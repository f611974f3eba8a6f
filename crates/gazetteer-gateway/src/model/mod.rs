pub mod city;

pub use city::{CityPayload, CityResponse};

use serde::Serialize;

#[derive(Serialize)]
pub struct HealthResponse {
    pub status: &'static str,
}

◆ ◆ ◆ ◆ ◆ ◆ ◆

#### [TASK REQUIREMENTS]
Word for word, reproduce every line of the data.

#### [RESPONSE]
repository f611974f3eba8a6f
filename crates/gazetteer-gateway/src/model/mod.rs
pub mod city;

pub use city::{CityPayload, CityResponse};

use serde::Serialize;

#[derive(Serialize)]
pub struct HealthResponse {
    pub status: &'static str,
}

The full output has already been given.